The first point will be unaffected by damping, and the final point will
be multiplied by np.exp(-lb). The default results in the final
point being decreased in value by a factor of roughly 1000.
high_resolution_pts – Indicates the number of points used to generate the oscillators and model.
Should be greater than or equal to self.default_pts[0]. If None,
self.default_pts[0] will be used.
axes_left – The position of the left edge of the axes, in figure coordinates. Should be between 0. and 1..
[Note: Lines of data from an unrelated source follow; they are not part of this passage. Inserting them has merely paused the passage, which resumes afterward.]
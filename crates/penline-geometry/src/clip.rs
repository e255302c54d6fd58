//! Axis-aligned box clipping for polylines and polygons.
//!
//! Open polylines use Cohen-Sutherland outcodes and may split into several
//! runs where they leave and re-enter the box. Closed outlines use
//! Sutherland-Hodgman, clipping the ring against each box edge in turn so
//! the result stays a single polygon.
//!
//! Boxes arrive as [`BoundingBox`]; flat `[xmin, ymin, xmax, ymax]` and
//! corner-pair inputs are normalized by its conversions, which reject
//! malformed arities before any clipping happens.

use crate::types::{BoundingBox, Point, Polyline};

const LEFT: u8 = 1;
const RIGHT: u8 = 2;
const BOTTOM: u8 = 4;
const TOP: u8 = 8;

/// Clip a set of paths to `bbox`.
///
/// With `border` unset every path is clipped as an open polyline and all
/// resulting runs are flattened into one list. With `border` set every
/// path is clipped as a closed polygon; when `close_lines` is also set
/// and a clipped ring has more than two points, its first point is
/// appended again. Polygons that clip away entirely are dropped.
#[must_use = "returns the clipped paths"]
pub fn clip_polylines_to_box(
    polylines: &[Polyline],
    bbox: &BoundingBox,
    border: bool,
    close_lines: bool,
) -> Vec<Polyline> {
    let clipped: Vec<Polyline> = if border {
        polylines
            .iter()
            .filter_map(|pl| {
                let mut ring = clip_polygon_to_box(pl.points(), bbox);
                if ring.is_empty() {
                    return None;
                }
                if close_lines && ring.len() > 2 {
                    ring.push(ring[0]);
                }
                Some(Polyline::new(ring))
            })
            .collect()
    } else {
        polylines
            .iter()
            .flat_map(|pl| clip_polyline_to_box(pl.points(), bbox))
            .collect()
    };

    tracing::debug!(
        input = polylines.len(),
        output = clipped.len(),
        border,
        close_lines,
        "clipped paths to box"
    );
    clipped
}

/// Clip an open polyline to `bbox`.
///
/// Returns one run per stretch of the path inside the box. A segment that
/// merely touches the boundary still contributes its clipped endpoint, so
/// consecutive runs can share a coordinate with the previous one.
#[must_use = "returns the clipped runs"]
pub fn clip_polyline_to_box(points: &[Point], bbox: &BoundingBox) -> Vec<Polyline> {
    let mut result = Vec::new();
    let mut part: Vec<Point> = Vec::new();

    let Some(&first) = points.first() else {
        return result;
    };
    let last_index = points.len() - 1;
    let mut code_a = outcode(first, bbox);

    for i in 1..points.len() {
        let mut a = points[i - 1];
        let mut b = points[i];
        let last_code = outcode(b, bbox);
        let mut code_b = last_code;

        loop {
            if code_a | code_b == 0 {
                // Accepted: the (possibly shortened) segment is inside.
                part.push(a);
                if code_b != last_code {
                    // `b` was moved onto the boundary: the path leaves here.
                    part.push(b);
                    if i < last_index {
                        result.push(Polyline::new(std::mem::take(&mut part)));
                    }
                } else if i == last_index {
                    part.push(b);
                }
                break;
            } else if code_a & code_b != 0 {
                // Both ends beyond the same edge.
                break;
            } else if code_a != 0 {
                a = intersect_edge(a, b, code_a, bbox);
                code_a = outcode(a, bbox);
            } else {
                b = intersect_edge(a, b, code_b, bbox);
                code_b = outcode(b, bbox);
            }
        }

        code_a = last_code;
    }

    if !part.is_empty() {
        result.push(Polyline::new(part));
    }
    result
}

/// Clip a closed polygon to `bbox`.
///
/// The ring is implicitly closed (the last point connects back to the
/// first); the result follows the same convention. An empty result means
/// the polygon lies entirely outside the box.
#[must_use = "returns the clipped polygon"]
pub fn clip_polygon_to_box(points: &[Point], bbox: &BoundingBox) -> Vec<Point> {
    let mut ring = points.to_vec();

    for edge in [LEFT, RIGHT, BOTTOM, TOP] {
        let Some(&last) = ring.last() else {
            break;
        };
        let mut clipped = Vec::with_capacity(ring.len() + 1);
        let mut prev = last;
        let mut prev_inside = outcode(prev, bbox) & edge == 0;

        for &p in &ring {
            let inside = outcode(p, bbox) & edge == 0;
            if inside != prev_inside {
                clipped.push(intersect_edge(prev, p, edge, bbox));
            }
            if inside {
                clipped.push(p);
            }
            prev = p;
            prev_inside = inside;
        }

        ring = clipped;
    }

    ring
}

/// Cohen-Sutherland region code of `p` relative to `bbox`.
fn outcode(p: Point, bbox: &BoundingBox) -> u8 {
    let mut code = 0;
    if p.x < bbox.min_x {
        code |= LEFT;
    } else if p.x > bbox.max_x {
        code |= RIGHT;
    }
    if p.y < bbox.min_y {
        code |= BOTTOM;
    } else if p.y > bbox.max_y {
        code |= TOP;
    }
    code
}

/// Point where segment `a → b` meets the box edge selected by `code`.
///
/// When several bits are set the edge is chosen in the order top, bottom,
/// right, left. `code` must be non-zero and the segment must straddle the
/// chosen edge.
fn intersect_edge(a: Point, b: Point, code: u8, bbox: &BoundingBox) -> Point {
    let d = b - a;
    if code & TOP != 0 {
        Point::new(a.x + d.x * (bbox.max_y - a.y) / d.y, bbox.max_y)
    } else if code & BOTTOM != 0 {
        Point::new(a.x + d.x * (bbox.min_y - a.y) / d.y, bbox.min_y)
    } else if code & RIGHT != 0 {
        Point::new(bbox.max_x, a.y + d.y * (bbox.max_x - a.x) / d.x)
    } else {
        Point::new(bbox.min_x, a.y + d.y * (bbox.min_x - a.x) / d.x)
    }
}
//! Point-level cleanup: duplicate removal and collinear point removal.
//!
//! Both passes only ever drop points; surviving points keep their order
//! and exact coordinates.

use std::collections::VecDeque;

use crate::types::{Point, Polyline};
use crate::vector::almost_equal;

/// Whether three points lie on one straight line within tolerance.
///
/// Compares the two cross-multiplied slope terms
/// `(y0 − y1)(x0 − x2)` and `(y0 − y2)(x0 − x1)` with [`almost_equal`],
/// which avoids dividing by a vertical slope.
#[must_use]
pub fn are_points_collinear(p0: Point, p1: Point, p2: Point) -> bool {
    almost_equal((p0.y - p1.y) * (p0.x - p2.x), (p0.y - p2.y) * (p0.x - p1.x))
}

/// Drop points that almost equal the previously kept point.
#[must_use = "returns the deduplicated points"]
pub fn remove_duplicate_points(points: &[Point]) -> Vec<Point> {
    let mut result: Vec<Point> = Vec::with_capacity(points.len());
    for &p in points {
        if result.last().is_none_or(|&last| !last.almost_eq(p)) {
            result.push(p);
        }
    }
    result
}

/// Collapse runs of collinear points to their endpoints.
///
/// Looks at the first three remaining points. If they are collinear and
/// the middle one lies no farther from the first than the third does, the
/// middle point is dropped and the new triple is tested again. Otherwise
/// the first point is committed and the window slides by one. A middle
/// point that doubles back past the third point is a real direction
/// change and is kept.
#[must_use = "returns the simplified points"]
pub fn remove_collinear_points(points: &[Point]) -> Vec<Point> {
    let mut remaining: VecDeque<Point> = points.iter().copied().collect();
    let mut result = Vec::with_capacity(points.len());

    while remaining.len() >= 3 {
        let (p0, p1, p2) = (remaining[0], remaining[1], remaining[2]);
        if are_points_collinear(p0, p1, p2) && p0.distance_squared(p1) <= p0.distance_squared(p2) {
            remaining.remove(1);
        } else if let Some(p) = remaining.pop_front() {
            result.push(p);
        }
    }

    result.extend(remaining);
    result
}

/// Apply [`remove_duplicate_points`] then [`remove_collinear_points`] to
/// every polyline, dropping any that end up empty.
#[must_use = "returns the cleaned polylines"]
pub fn simplify_paths(polylines: &[Polyline]) -> Vec<Polyline> {
    let cleaned: Vec<Polyline> = polylines
        .iter()
        .map(|pl| Polyline::new(remove_collinear_points(&remove_duplicate_points(pl.points()))))
        .filter(|pl| !pl.is_empty())
        .collect();
    let before: usize = polylines.iter().map(Polyline::len).sum();
    let after: usize = cleaned.iter().map(Polyline::len).sum();
    tracing::trace!(before, after, "removed duplicate and collinear points");
    cleaned
}
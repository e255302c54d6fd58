//! penline-export: Pure format serializers (sans-IO)
//!
//! Converts polylines into plotter-ready output formats. Currently
//! supports SVG.

pub mod svg;

pub use svg::{
    ExportError, SvgOptions, Units, build_path_data, convert_length, polylines_to_svg,
};
//! Arclength measurement and even-spacing resampling of polylines.
//!
//! Resampled points always lie on the input polyline: each one is a linear
//! interpolation between two consecutive input points (including the
//! implicit closing segment for closed paths).

use crate::types::{BoundingBox, GeometryError, Point};

/// Total length of a polyline.
///
/// When `closed` is set and there are at least two points, the closing
/// segment from the last point back to the first is included.
#[must_use]
pub fn polyline_perimeter(points: &[Point], closed: bool) -> f64 {
    let open: f64 = points.windows(2).map(|w| w[0].distance(w[1])).sum();
    match (closed, points.first(), points.last()) {
        (true, Some(&first), Some(&last)) if points.len() > 1 => open + last.distance(first),
        _ => open,
    }
}

/// Cumulative distance at each vertex, normalized by the total length.
///
/// The result has the same length as `points`, starts at `0.0`, ends at
/// `1.0`, and never decreases. A path with zero total length (a single
/// point, or all points coincident) divides by zero and yields `NaN`
/// entries; callers that may pass such paths must check for them.
#[must_use]
pub fn polyline_arclengths(points: &[Point]) -> Vec<f64> {
    let mut total = 0.0;
    let mut distances: Vec<f64> = points
        .iter()
        .enumerate()
        .map(|(i, &cur)| {
            if i > 0 {
                total += points[i - 1].distance(cur);
            }
            total
        })
        .collect();
    for d in &mut distances {
        *d /= total;
    }
    distances
}

/// Resample a polyline so consecutive samples are `spacing` apart along
/// its length.
///
/// Walks each segment (plus the closing segment when `closed`), emitting a
/// linearly interpolated point at every multiple of `spacing` along the
/// cumulative length. The first sample is always the first point; the
/// final partial interval is dropped.
///
/// # Errors
///
/// Returns [`GeometryError::InvalidSpacing`] unless `spacing` is positive
/// and finite.
pub fn resample_by_spacing(
    points: &[Point],
    spacing: f64,
    closed: bool,
) -> Result<Vec<Point>, GeometryError> {
    if !(spacing > 0.0 && spacing.is_finite()) {
        return Err(GeometryError::InvalidSpacing(spacing));
    }

    let segment_count = if closed {
        points.len()
    } else {
        points.len().saturating_sub(1)
    };

    let mut result = Vec::new();
    let mut total_length = 0.0;
    let mut step: u32 = 0;

    for i in 0..segment_count {
        let cur = points[i];
        let next = points[(i + 1) % points.len()];
        let segment_length = cur.distance(next);
        total_length += segment_length;
        let segment_start = total_length - segment_length;

        loop {
            let sample = f64::from(step) * spacing;
            if sample > total_length {
                break;
            }
            let t = if segment_length > 0.0 {
                (sample - segment_start) / segment_length
            } else {
                0.0
            };
            result.push(cur.lerp(next, t));
            step += 1;
        }
    }

    Ok(result)
}

/// Resample a polyline into roughly `count` evenly spaced points.
///
/// Derives `spacing = perimeter / count` and delegates to
/// [`resample_by_spacing`]. A `count` of zero yields an empty result.
///
/// # Errors
///
/// Returns [`GeometryError::InvalidSpacing`] when the polyline has zero
/// length, since no positive spacing can be derived from it.
pub fn resample_by_count(
    points: &[Point],
    count: usize,
    closed: bool,
) -> Result<Vec<Point>, GeometryError> {
    if count == 0 {
        return Ok(Vec::new());
    }
    #[allow(clippy::cast_precision_loss)]
    let spacing = polyline_perimeter(points, closed) / count as f64;
    resample_by_spacing(points, spacing, closed)
}

/// Axis-aligned bounds of a point set.
///
/// # Errors
///
/// Returns [`GeometryError::EmptyPoints`] when `points` is empty.
pub fn bounds(points: &[Point]) -> Result<BoundingBox, GeometryError> {
    let (&first, rest) = points.split_first().ok_or(GeometryError::EmptyPoints)?;
    Ok(rest
        .iter()
        .fold(BoundingBox::from_corners(first, first), |acc, p| {
            BoundingBox::new(
                acc.min_x.min(p.x),
                acc.min_y.min(p.y),
                acc.max_x.max(p.x),
                acc.max_y.max(p.y),
            )
        }))
}
//! Pen-plotter SVG serializer.
//!
//! Polylines are given in physical drawing units (`px`, `mm`, `cm` or
//! `in`). The document is sized in those units while its `viewBox` and
//! path coordinates are expressed in pixels at 90 pixels per inch, the
//! convention plotter tooling such as Inkscape's plotter extensions
//! expects.
//!
//! Each polyline with at least two points becomes one `<path>` element
//! built with the [`svg`] crate using `M` (move to) and `L` (line to)
//! commands. Pure function, no I/O: the result is a `String`.

use std::fmt;

use serde::{Deserialize, Serialize};
use svg::Document;
use svg::node::Value;
use svg::node::element::path::Data;
use svg::node::element::{Group, Path};

use penline_geometry::Polyline;

/// Output resolution used for unit conversion.
pub const PIXELS_PER_INCH: f64 = 90.0;

/// Width of a fine-tip plotter pen, in centimetres.
pub const DEFAULT_PEN_THICKNESS_CM: f64 = 0.03;

/// Physical unit of the drawing coordinates.
#[derive(Debug, Clone, Copy, PartialEq, Eq, Default, Serialize, Deserialize)]
#[serde(rename_all = "lowercase")]
pub enum Units {
    /// Pixels at [`PIXELS_PER_INCH`].
    #[default]
    Px,
    /// Millimetres.
    Mm,
    /// Centimetres.
    Cm,
    /// Inches.
    In,
}

impl Units {
    /// How many output pixels one of this unit spans.
    #[must_use]
    pub fn pixels_per_unit(self) -> f64 {
        match self {
            Self::Px => 1.0,
            Self::Mm => PIXELS_PER_INCH / 25.4,
            Self::Cm => PIXELS_PER_INCH / 2.54,
            Self::In => PIXELS_PER_INCH,
        }
    }

    /// The unit suffix used in SVG length attributes.
    #[must_use]
    pub const fn as_str(self) -> &'static str {
        match self {
            Self::Px => "px",
            Self::Mm => "mm",
            Self::Cm => "cm",
            Self::In => "in",
        }
    }
}

impl fmt::Display for Units {
    fn fmt(&self, f: &mut fmt::Formatter<'_>) -> fmt::Result {
        f.write_str(self.as_str())
    }
}

/// Convert a length between units.
#[must_use]
pub fn convert_length(value: f64, from: Units, to: Units) -> f64 {
    value * from.pixels_per_unit() / to.pixels_per_unit()
}

/// Document settings for [`polylines_to_svg`].
#[derive(Debug, Clone, PartialEq, Serialize, Deserialize)]
#[serde(default)]
pub struct SvgOptions {
    /// Document width in `units`.
    pub width: f64,
    /// Document height in `units`.
    pub height: f64,
    /// Unit of the document size, the polyline coordinates and
    /// `line_width`.
    pub units: Units,
    /// `fill` paint of every path.
    pub fill: String,
    /// `stroke` paint of every path.
    pub stroke: String,
    /// Stroke width in `units`. Defaults to a 0.03 cm pen.
    pub line_width: Option<f64>,
    /// Decimal places kept when converting to pixels.
    pub precision: u32,
}

impl Default for SvgOptions {
    fn default() -> Self {
        Self {
            width: 0.0,
            height: 0.0,
            units: Units::Px,
            fill: "none".to_owned(),
            stroke: "black".to_owned(),
            line_width: None,
            precision: 5,
        }
    }
}

impl SvgOptions {
    /// Options for a `width` × `height` document in `units`, with default
    /// styling.
    #[must_use]
    pub fn new(width: f64, height: f64, units: Units) -> Self {
        Self {
            width,
            height,
            units,
            ..Self::default()
        }
    }

    /// The stroke width that will be emitted, in `units`.
    #[must_use]
    pub fn effective_line_width(&self) -> f64 {
        self.line_width.unwrap_or_else(|| {
            round_to(
                convert_length(DEFAULT_PEN_THICKNESS_CM, Units::Cm, self.units),
                self.precision,
            )
        })
    }
}

/// Errors from SVG export.
#[derive(Debug, Clone, PartialEq, thiserror::Error)]
pub enum ExportError {
    /// The document size is not positive and finite.
    #[error("document size must be positive and finite, got {width} x {height}")]
    InvalidDimensions {
        /// Requested width.
        width: f64,
        /// Requested height.
        height: f64,
    },

    /// The stroke width is negative or not finite.
    #[error("line width must be non-negative and finite, got {0}")]
    InvalidLineWidth(f64),
}

/// Build an SVG path `d` attribute string from a polyline, scaling every
/// coordinate by `scale` and rounding to `precision` decimal places.
///
/// Returns an empty string for polylines with fewer than 2 points.
///
/// The [`svg`] crate stores path coordinates as `f32`, so `precision` is
/// an upper bound: large coordinates keep only about seven significant
/// digits (`744.09449` is written as `744.0945`).
///
/// # Examples
///
/// ```
/// use penline_geometry::{Point, Polyline};
/// use penline_export::build_path_data;
///
/// let polyline = Polyline::new(vec![Point::new(1.0, 2.0), Point::new(3.0, 4.0)]);
/// assert_eq!(build_path_data(&polyline, 10.0, 5), "M10,20 L30,40");
/// ```
#[must_use]
pub fn build_path_data(polyline: &Polyline, scale: f64, precision: u32) -> String {
    let points = polyline.points();
    let Some((first, rest)) = points.split_first() else {
        return String::new();
    };
    if rest.is_empty() {
        return String::new();
    }

    let tx = |x: f64| round_to(x * scale, precision);
    let mut data = Data::new().move_to((tx(first.x), tx(first.y)));
    for p in rest {
        data = data.line_to((tx(p.x), tx(p.y)));
    }
    String::from(Value::from(data))
}

/// Serialize polylines into a standalone pen-plotter SVG document.
///
/// The root element is sized `width`/`height` in the chosen unit, its
/// `viewBox` spans the same area in pixels, and all paths sit in one
/// `<g>` group with the configured fill, stroke and stroke width.
/// Polylines with fewer than two points are skipped.
///
/// # Errors
///
/// Returns [`ExportError::InvalidDimensions`] if the width or height is
/// not positive and finite, and [`ExportError::InvalidLineWidth`] if an
/// explicit line width is negative or not finite.
pub fn polylines_to_svg(
    polylines: &[Polyline],
    options: &SvgOptions,
) -> Result<String, ExportError> {
    let SvgOptions {
        width,
        height,
        units,
        ..
    } = *options;
    let valid = |v: f64| v > 0.0 && v.is_finite();
    if !(valid(width) && valid(height)) {
        return Err(ExportError::InvalidDimensions { width, height });
    }
    let line_width = options.effective_line_width();
    if !(line_width >= 0.0 && line_width.is_finite()) {
        return Err(ExportError::InvalidLineWidth(line_width));
    }

    let scale = units.pixels_per_unit();
    let view_width = round_to(width * scale, options.precision);
    let view_height = round_to(height * scale, options.precision);

    let mut group = Group::new();
    for polyline in polylines {
        let d = build_path_data(polyline, scale, options.precision);
        if d.is_empty() {
            continue;
        }
        let path = Path::new()
            .set("d", d)
            .set("fill", options.fill.as_str())
            .set("stroke", options.stroke.as_str())
            .set("stroke-width", format!("{line_width}{units}"));
        group = group.add(path);
    }

    let doc = Document::new()
        .set("width", format!("{width}{units}"))
        .set("height", format!("{height}{units}"))
        .set("version", "1.1")
        .set("viewBox", format!("0 0 {view_width} {view_height}"))
        .add(group);

    // The svg crate omits the XML declaration, so we prepend it.
    Ok(format!("<?xml version=\"1.0\" encoding=\"UTF-8\"?>\n{doc}\n"))
}

/// Round to `precision` decimal places.
fn round_to(value: f64, precision: u32) -> f64 {
    let factor = 10_f64.powi(i32::try_from(precision).unwrap_or(i32::MAX));
    if factor.is_finite() {
        (value * factor).round() / factor
    } else {
        value
    }
}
axes_right – The position of the right edge of the axes, in figure coordinates. Should
be between 0. and 1..
axes_top – The position of the top edge of the axes, in figure coordinates. Should
be between 0. and 1..
axes_bottom – The position of the bottom edge of the axes, in figure coordinates. Should
be between 0. and 1..
axes_region_separation – The extent by which adjacent regions are separated in the figure,
in figure coordinates.
xaxis_unit – The unit to express chemical shifts in. Should be "hz" or "ppm".
xaxis_label_height – The vertical location of the x-axis label, in figure coordinates. Should
be between 0. and 1., though you are likely to want this to be
only slightly larger than 0..
xaxis_ticks – Specifies custom x-axis ticks for each region, overwriting the default
ticks. Should be of the form: [(i,(a,b,...)),(j,(c,d,...)),...]
where i and j are ints indicating the region under consideration,
and a-d are floats indicating the tick values.
oscillator_colors – Describes how to color individual oscillators. See color cycle
for details.
plot_model –
Todo
Add description
plot_residual –
Todo
Add description
model_shift – The vertical displacement of the model relative to the data.
residual_shift – The vertical displacement of the residaul relative to the data.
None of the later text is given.